Last December, more than 1,000 customers at a Starbucks drive-thru window in Newington, Conn., did something irrational. They paid for the order of the person behind them in line. The money-saving move would be to break the chain: Gratefully acknowledge that the person ahead of you in line paid for your order, then drive off with your wallet firmly in your pocket, cackling madly like the Joker.

Why are so many people obeying the unwritten rules of the pay-it-forward movement? (By the way, Pay It Forward Day this year is April 24—no joke.) The usual explanation is that fairness is a product of altruism, the tendency to help other people at a cost to ourselves.

But new research by a pair of philosophers suggests that fairness may not spring from altruism after all. “Our study shows that the connection is not so straightforward—fairness may have darker evolutionary roots,” Patrick Forber of Tufts University and Rory Smead of Northeastern University write in the latest issue of the Proceedings of the Royal Society B: Biological Sciences. I read the paper, called “The evolution of fairness through spite” (behind a firewall), after seeing it mentioned today in an article by Natalie Angier in the New York Times called “Spite Is Good. Spite Works.”

The Boston-area philosophers created computer simulations of four types of people and had the avatars interact in a well-known test of game theory known as the Ultimatum Game. In the game, there is a pot of money to be split between two people. The first person offers a share of the money to the second person that can range from 100 percent down to zero. The second person either agrees to the offered split or rejects it. If an offer is rejected, neither player gets anything. If both players were strictly rational, the person suggesting the split would offer the other person just one penny and that person would accept it, because a penny is better than nothing. But some people are so outraged by lowball offers that they reject them, hurting both sides. You can see how this game generates interesting behaviors.

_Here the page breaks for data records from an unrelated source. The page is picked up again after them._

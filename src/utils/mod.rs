//! Utility modules shared by the core and the UI.
//!
//! Provides:
//! - [`RingBuffer`] - Fixed-capacity buffer backing the scrollback
//! - [`logging`] - `tracing` subscriber that writes to the browser console

pub mod logging;
mod ring_buffer;

pub use ring_buffer::RingBuffer;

Forber and Smead created four idealized types. I’ve taken the liberty of giving them nicknames. The rational Homo Economicus, as noted above, makes unfair offers and accepts any offer. The Spiteful Person makes unfair offers but rejects unfair offers by others. The Laid-Back Person makes fair offers (say, half of the pot or more) while accepting any offer, no matter how stingy. The Judge makes fair offers and rejects unfair offers. The Judge hates unfairness and kills deals—leaving herself with nothing—to punish people who make unfair offers. This is altruistic behavior.

There have been thousands of Ultimatum Game experiments. Most of them have found that the spiteful strategy doesn’t work when people are paired in the game with others who are like them. But Forber and Smead put a twist in the experiment by preferentially matching people with different types. In that simulation, Spiteful Person quickly chases away Homo Economicus and the Judge. The one person with whom Spiteful Person coexists successfully is Laid-Back Person.

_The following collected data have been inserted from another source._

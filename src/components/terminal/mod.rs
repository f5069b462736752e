mod editor;
mod link_dialog;
mod output;
mod terminal;

pub use editor::EditorView;
pub use link_dialog::LinkDialog;
pub use output::Output;
pub use terminal::Terminal;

What you see then is something that you might call partial fairness: Laid-Back Person makes fair offers to Spiteful People and other Laid-Back People. Alas, Spiteful Person doesn’t reciprocate. He continues to make unfair offers. Like the scorpion, it’s in his nature. But at least a little fairness is generated. To the philosophers, the most interesting part of their model is that it generates some fairness without any altruism, since the only altruistic player, the Judge, is pushed out of the game. (There is one other equilibrium consisting of Laid-Back Person and the Judge, but it’s not as stable.)

I spoke with Forber today about the authors’ rather dark vision. “It’s not fairness in the sense of justice and equity for all,” he said. “But it does generate some fairness in the population.”

I asked him if he thought this model, in which the two surviving types in the population are Spiteful Person and Laid-Back Person, accurately reflects modern society. “That’s an excellent question,” he said. “It’s a very idealized experiment. That said, these models can represent biological evolution and learning. There are general lessons. It’s a second possible route to a kind of fair play. It’s a route that many people thought didn’t exist.”